Settled property component – assets for which the deceased was beneficially entitled to for example the life tenant of a qualifying interest in possession trust.
General component – the rest of the estate except the survivorship and settled property components as well as any property for which a gift with reservation (GWR) exists.
Available nil-rate band – Currently £325,000, increased by any transferable nil-rate band (TNRB) but reduced by previous chargeable lifetime transfers (CLTs) in the 7 years prior to death. This does not include any residential nil-rate band or transferable residential nil-rate band that might be available on the estate.
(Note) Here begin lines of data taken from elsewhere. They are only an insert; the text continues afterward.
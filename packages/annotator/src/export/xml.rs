//! Tree serialization.

use super::Exporter;
use crate::config::{is_reserved_attribute, ANNOTATION_ID_ATTR, INVISIBLE_MARKER, OFFSET_ID_ATTR};
use crate::document::Document;
use crate::registry::entity_attributes;
use crate::tree::{Element, NodeId, Tree};
use crate::xml::{escape_attribute, normalize_text};

/// Serialize the document root of `tree`, embedding `rdf` right after the
/// root start tag.
pub(super) fn write_xml(exporter: &Exporter<'_>, document: &Document, tree: &Tree, rdf: Option<&str>) -> String {
    let mut out = String::new();
    if let Some(root) = tree.root_element() {
        let writer = XmlWriter { exporter, document, tree };
        writer.write_element(root, true, rdf, &mut out);
    }
    out
}

struct XmlWriter<'w, 'a> {
    exporter: &'w Exporter<'a>,
    document: &'w Document,
    tree: &'w Tree,
}

impl XmlWriter<'_, '_> {
    fn write_node(&self, node: NodeId, out: &mut String) {
        if let Some(text) = self.tree.text(node) {
            let visible: String = text.chars().filter(|&c| c != INVISIBLE_MARKER).collect();
            out.push_str(&normalize_text(&visible));
        } else if self.tree.element(node).is_some() {
            self.write_element(node, false, None, out);
        }
    }

    fn write_children(&self, node: NodeId, out: &mut String) {
        for &child in self.tree.children(node) {
            self.write_node(child, out);
        }
    }

    fn write_element(&self, node: NodeId, is_root: bool, rdf: Option<&str>, out: &mut String) {
        let Some(element) = self.tree.element(node) else {
            return;
        };
        if let Some(marker) = &element.entity {
            self.write_entity(node, &marker.entity_id, out);
            return;
        }
        let Some(tag) = &element.tag else {
            self.write_children(node, out);
            return;
        };

        let mut inner = String::new();
        if let Some(rdf) = rdf {
            inner.push_str(rdf);
        }
        self.write_children(node, &mut inner);

        out.push('<');
        out.push_str(tag);
        if is_root {
            for (name, uri) in self.exporter.schema.root_namespaces() {
                if !element.attributes.contains_key(name) {
                    out.push_str(&format!(" {name}=\"{}\"", escape_attribute(uri)));
                }
            }
        }
        out.push_str(&attributes(element));
        if inner.is_empty() {
            out.push_str("/>");
        } else {
            out.push('>');
            out.push_str(&inner);
            out.push_str(&format!("</{tag}>"));
        }
    }

    /// Registered markup of an inline entity; unknown entities leave only
    /// their content behind.
    fn write_entity(&self, node: NodeId, entity_id: &str, out: &mut String) {
        let mut inner = String::new();
        self.write_children(node, &mut inner);
        let entity = self.document.entity(entity_id);
        let handler = entity.and_then(|entity| self.exporter.kinds.get(entity.kind));
        match (entity, handler) {
            (Some(entity), Some(handler)) => {
                let attributes = entity_attributes(handler, entity, ANNOTATION_ID_ATTR);
                out.push_str(&handler.render(entity, self.exporter.schema, &attributes, &inner));
            }
            _ => {
                tracing::debug!(entity_id = %entity_id, "writing fragment of unregistered entity as text");
                out.push_str(&inner);
            }
        }
    }
}

/// The anchor id, if any, followed by the user attributes.
fn attributes(element: &Element) -> String {
    let mut out = String::new();
    if let Some(offset_id) = element.attributes.get(OFFSET_ID_ATTR) {
        out.push_str(&format!(" {OFFSET_ID_ATTR}=\"{}\"", escape_attribute(offset_id)));
    }
    for (name, value) in &element.attributes {
        if !is_reserved_attribute(name) {
            out.push_str(&format!(" {name}=\"{}\"", escape_attribute(value)));
        }
    }
    out
}

#[cfg(test)]
mod tests {
    use super::*;
    use crate::schema::tei;
    use crate::tree::{Boundary, EntityMarker};
    use crate::types::{EntityAnnotation, EntityKind, KindInfo, Mode};
    use pretty_assertions::assert_eq;

    #[test]
    fn test_reserved_attributes_are_skipped() {
        let mut element = Element::structural("p", "struct_1");
        element.attributes.insert("_tag".into(), "p".into());
        element.attributes.insert("rend".into(), "a\"b".into());
        element.attributes.insert("class".into(), "x".into());
        element.attributes.insert(OFFSET_ID_ATTR.into(), "struct_1".into());
        assert_eq!(attributes(&element), " offsetId=\"struct_1\" rend=\"a&quot;b\"");
    }

    #[test]
    fn test_empty_elements_and_markers() {
        let mut document = Document::new("TEI", Mode::XmlOnly);
        let mut note = EntityAnnotation::new("ent_3", EntityKind::Note);
        note.info.details = KindInfo::Note {
            content: "see <hi>here</hi> &amp; there".into(),
        };
        document.insert_entity(note);
        let mut tree = Tree::new();
        let body = tree.body();
        let root = tree.append_element(body, Element::structural("TEI", "struct_1"));
        let lb = tree.append_element(root, Element::structural("lb", "struct_2"));
        tree.append_text(lb, "\u{FEFF}");
        let mut marker = EntityMarker::new("ent_3", EntityKind::Note, Boundary::Whole);
        marker.note = true;
        let fragment = tree.append_element(root, Element::fragment(marker));
        tree.append_text(fragment, "\u{FEFF}");

        let exporter = Exporter::new(tei());
        let xml = write_xml(&exporter, &document, &tree, Some("<rdf:RDF/>"));
        assert_eq!(
            xml,
            "<TEI xmlns=\"http://www.tei-c.org/ns/1.0\" xmlns:rdf=\"http://www.w3.org/1999/02/22-rdf-syntax-ns#\" xmlns:cw=\"http://cwrc.ca/ns/cw#\"><rdf:RDF/><lb/><note annotationId=\"ent_3\">see <hi>here</hi> &amp; there</note></TEI>"
        );
    }
}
Donated amount – the amount gifted to charity in the will.
Baseline amount – the figure used to test whether the 10% threshold has been met. It is calculated in three steps:
Step 1 – Establish the chargeable transfer for each estate component.
Step 2 – Deduct the appropriate proportion of the available nil-rate band.
Step 3 – Add back the charitable legacy deducted at step 1 to arrive at the baseline amount.
Examples:
1. Straightforward estate that qualifies
Sarah died on 17 June 2024, leaving an estate valued at £800,000 after liabilities. She left a legacy of £70,000 to the National Trust.
The donated amount of £70,000 comfortably exceeds 10% of the baseline amount of £475,000 (£47,500), which means the estate qualifies.
Sarah’s estate therefore pays £145,800 (36% of £405,000) in tax rather than £162,000 at full rate (40% of £405,000) – a saving of £16,200.
2. When previous gifts change the outcome
David died on 17 July 2024 leaving an estate valued at £850,000 after liabilities. He left a legacy of £50,000 to Cancer Research UK. However, his earlier £200,000 gift to his daughter 4 years before he died reduces the available nil rate band, changing the calculation:
In this case, 10% of the baseline amount is £72,500, so the £50,000 gift falls short, and the estate does not qualify for the reduced rate.
However, the beneficiaries of the estate could correct this by increasing the charitable gift through executing a deed of variation, so that the 10% test is met.
In this example, increasing the gift by £22,500 would still leave the beneficiaries better off due to the tax on the estate reducing by £35,100.
Summary
Estate planning can be complex, and some estates will benefit more than others by leaving a gift to charity in a will. Advice is clearly critical to ensure the requirements are met and avoid the need for post-death variations.
Regularly updating and reviewing a will is a vital part of good financial housekeeping and should be a routine topic with clients. As interest in IHT planning grows, understanding how charitable giving can reduce tax rates will become increasingly more valuable.